Over lunch with Maureen Sager of the Spring Street Gallery and Lori Goodale of PALIO we talked about creativity.

In all my years of work in creative fields, people who don’t work in traditionally defined creative roles are quick to point out how little creativity they have, in a very self diminishing sort of way. This became the inspiration for our show.

We are all inherently creative and even those of us who work in jobs and careers that are not defined as creative, use creativity every day. To be human… is to be creative…

Many people go through their day-to-day lives without noticing just how creative they are and how their creativity helps them with everything from washing dishes, to driving the car, to helping their children with their homework. Creativity, in one very big sense of the phrase, is problem solving and how we innovate. Certainly this is how it is thought of in commercial terms. But in a purely artistic sense, as a mode of expression, it gives us so much more and not enough of us engage our senses in the sort of self-expression that makes the arts such an incredibly rich part of world culture.

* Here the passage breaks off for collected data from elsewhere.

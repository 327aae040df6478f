//! Source tree enumeration and destination folder mirroring.
//!
//! The walker produces the flat task list for the orchestrator. Folder
//! structure is mirrored eagerly, before any file beneath it is scheduled, so
//! every task's destination folder exists by the time an upload is attempted.
//! An empty mirrored subfolder is an acceptable terminal state when all of its
//! files later fail.

use std::collections::{HashMap, VecDeque};
use std::sync::Arc;
use std::time::Duration;

use tracing::{debug, info, warn};

use crate::ledger::Ledger;
use crate::remote::{RemoteItem, RemoteStore};
use crate::transfer::TransferTask;
use crate::utils::errors::{EngineError, TransferError};

/// Attempts for each enumeration/folder-creation call before the walk aborts.
const WALK_ATTEMPTS: u32 = 3;

/// Everything the walk produced.
#[derive(Debug)]
pub struct WalkOutcome {
    pub tasks: Vec<TransferTask>,
    /// Destination folders ensured (created or resolved), excluding the mirror root.
    pub folders: usize,
    /// Files skipped because the ledger already holds a valid entry.
    pub files_skipped: usize,
    /// All files discovered, scheduled or not.
    pub files_total: usize,
}

/// Breadth-first enumerator over the source tree.
pub struct TreeWalker<S> {
    store: Arc<S>,
    ledger: Arc<Ledger>,
    backoff: Duration,
}

impl<S: RemoteStore> TreeWalker<S> {
    pub fn new(store: Arc<S>, ledger: Arc<Ledger>, backoff: Duration) -> Self {
        Self {
            store,
            ledger,
            backoff,
        }
    }

    /// Walk the source tree rooted at `source_id`, mirroring folders under
    /// `dest_root_id` and returning one task per file not yet in the ledger.
    pub async fn walk(&self, source_id: &str, dest_root_id: &str) -> Result<WalkOutcome, EngineError> {
        let mut outcome = WalkOutcome {
            tasks: Vec::new(),
            folders: 0,
            files_skipped: 0,
            files_total: 0,
        };

        let mut queue: VecDeque<(String, String)> =
            VecDeque::from([(source_id.to_string(), dest_root_id.to_string())]);

        while let Some((src_folder, dest_folder)) = queue.pop_front() {
            let children = self.list_with_retry(&src_folder).await?;
            debug!(
                "Walk: {} children under source folder {}",
                children.len(),
                src_folder
            );

            // Existing destination folders, resolved lazily only when this
            // level actually contains folders (prior partial runs).
            let mut existing: Option<HashMap<String, String>> = None;

            for child in children {
                if child.is_folder() {
                    let dest_child = self
                        .ensure_folder_cached(&child.name, &dest_folder, &mut existing)
                        .await?;
                    outcome.folders += 1;
                    queue.push_back((child.id, dest_child));
                } else {
                    outcome.files_total += 1;
                    if self.ledger.has(&child.id) {
                        debug!("Skipping already backed up file: {}", child.name);
                        outcome.files_skipped += 1;
                    } else {
                        outcome.tasks.push(TransferTask::new(child, dest_folder.clone()));
                    }
                }
            }
        }

        info!(
            "Walk complete: {} folders, {} files ({} to transfer, {} already backed up)",
            outcome.folders,
            outcome.files_total,
            outcome.tasks.len(),
            outcome.files_skipped
        );
        Ok(outcome)
    }

    /// Resolve a destination folder named `name` under `parent_id`, creating
    /// it when absent. Used for the mirror root itself.
    pub async fn ensure_folder(&self, name: &str, parent_id: &str) -> Result<String, EngineError> {
        let mut cache = None;
        self.ensure_folder_cached(name, parent_id, &mut cache).await
    }

    async fn ensure_folder_cached(
        &self,
        name: &str,
        parent_id: &str,
        existing: &mut Option<HashMap<String, String>>,
    ) -> Result<String, EngineError> {
        if existing.is_none() {
            let children = self.list_with_retry(parent_id).await?;
            *existing = Some(
                children
                    .into_iter()
                    .filter(RemoteItem::is_folder)
                    .map(|item| (item.name, item.id))
                    .collect(),
            );
        }

        let map = existing.get_or_insert_with(HashMap::new);
        if let Some(id) = map.get(name) {
            debug!("Resolved existing destination folder: {}", name);
            return Ok(id.clone());
        }

        let id = self.create_with_retry(name, parent_id).await?;
        info!("Created destination folder: {}", name);
        map.insert(name.to_string(), id.clone());
        Ok(id)
    }

    async fn list_with_retry(&self, folder_id: &str) -> Result<Vec<RemoteItem>, EngineError> {
        self.with_retry("list", folder_id, || self.store.list_children(folder_id))
            .await
    }

    async fn create_with_retry(&self, name: &str, parent_id: &str) -> Result<String, EngineError> {
        self.with_retry("create folder", name, || {
            self.store.create_folder(name, parent_id)
        })
        .await
    }

    /// Walk-phase operations get the same transient-retry treatment as
    /// transfers, but exhausting the attempts aborts the run: without a
    /// complete enumeration no task list can be trusted.
    async fn with_retry<T, F, Fut>(
        &self,
        what: &str,
        subject: &str,
        mut op: F,
    ) -> Result<T, EngineError>
    where
        F: FnMut() -> Fut,
        Fut: std::future::Future<Output = Result<T, TransferError>>,
    {
        let mut attempt = 0u32;
        loop {
            attempt += 1;
            match op().await {
                Ok(value) => return Ok(value),
                Err(err) if !err.is_transient() || attempt >= WALK_ATTEMPTS => {
                    return Err(EngineError::Walk(format!(
                        "{} failed for {}: {}",
                        what, subject, err
                    )));
                }
                Err(err) => {
                    warn!(
                        "{} attempt {}/{} failed for {}: {}",
                        what, attempt, WALK_ATTEMPTS, subject, err
                    );
                    let delay = self.backoff * 2u32.saturating_pow(attempt - 1);
                    if !delay.is_zero() {
                        tokio::time::sleep(delay).await;
                    }
                }
            }
        }
    }
}
//! Abstract remote storage interface.
//!
//! The engine never talks to a concrete backend; it is generic over
//! [`RemoteStore`], which covers the five operations the mirror needs:
//! listing, folder creation, download, upload, and metadata lookup (plus
//! delete, used to discard a copy that failed checksum validation).

#[cfg(test)]
pub(crate) mod mock;

use async_trait::async_trait;
use bytes::Bytes;

use crate::utils::errors::TransferError;

/// Kind of a node in the remote tree.
#[derive(Debug, Clone, Copy, PartialEq, Eq)]
pub enum ItemKind {
    Folder,
    File,
}

/// One node of the source tree, as reported by the remote store.
///
/// Read-only snapshot: fetched once per run by the walker and never mutated.
/// `size` and `checksum` are authoritative source metadata for files; the
/// checksum may be absent for backend-native document formats.
#[derive(Debug, Clone)]
pub struct RemoteItem {
    pub id: String,
    pub name: String,
    pub kind: ItemKind,
    pub size: Option<u64>,
    pub checksum: Option<String>,
    pub parent_id: Option<String>,
}

impl RemoteItem {
    pub fn is_folder(&self) -> bool {
        self.kind == ItemKind::Folder
    }
}

/// Server response to a completed upload.
#[derive(Debug, Clone)]
pub struct UploadReceipt {
    /// Id assigned to the created copy.
    pub id: String,
    /// Server-computed content checksum, if the backend provides one.
    pub checksum: Option<String>,
}

/// Remote storage operations consumed by the engine.
///
/// Implementations are expected to apply their own bounded timeouts; a timeout
/// surfaces as [`TransferError::Timeout`] and is retried like any other
/// transient failure.
#[async_trait]
pub trait RemoteStore: Send + Sync + 'static {
    /// List the direct children of a folder.
    async fn list_children(&self, folder_id: &str) -> Result<Vec<RemoteItem>, TransferError>;

    /// Create a folder and return its id.
    async fn create_folder(&self, name: &str, parent_id: &str) -> Result<String, TransferError>;

    /// Download the full content of a file.
    async fn download(&self, file_id: &str) -> Result<Bytes, TransferError>;

    /// Upload content as a new file under `parent_id`.
    async fn upload(
        &self,
        name: &str,
        parent_id: &str,
        content: Bytes,
    ) -> Result<UploadReceipt, TransferError>;

    /// Delete an item. Used to discard copies that failed validation.
    async fn delete(&self, item_id: &str) -> Result<(), TransferError>;

    /// Fetch metadata for a single item.
    async fn metadata(&self, item_id: &str) -> Result<RemoteItem, TransferError>;
}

Some people are much more tapped into the energy of their creativity and express themselves in all the ways that society enjoys so much through the arts.  Most of us though sit on the sidelines because it takes a great deal of courage to express ourselves in this way. Perhaps by drawing out the connection between the arts and creativity and the jobs and careers so many of us have, we may gain deeper insight into who we are and inspire more people to express themselves through the arts.

The creative works in the show is the product of individuals who are inspired by their own need to create.  These are individuals that have overcome the self-doubt and the insecurities that hold so many people back, especially when we’ve been taught from a very young age that perhaps we are not very creative (more about this in a minute). The show is going to explore that their creative work is not only connected to who they are as individuals but also to the work they do 9-5.  I’d like people to think about this when they see the work because the show is going to feature the creativity of people who are not normally considered creative, especially in their day-to-day roles. We’re going to explore how the creative works they produce informs their day jobs, be they bankers, surgeons, nurses, tellers, engineers…whatever they do during the day…they are artists through and through.

To be continued….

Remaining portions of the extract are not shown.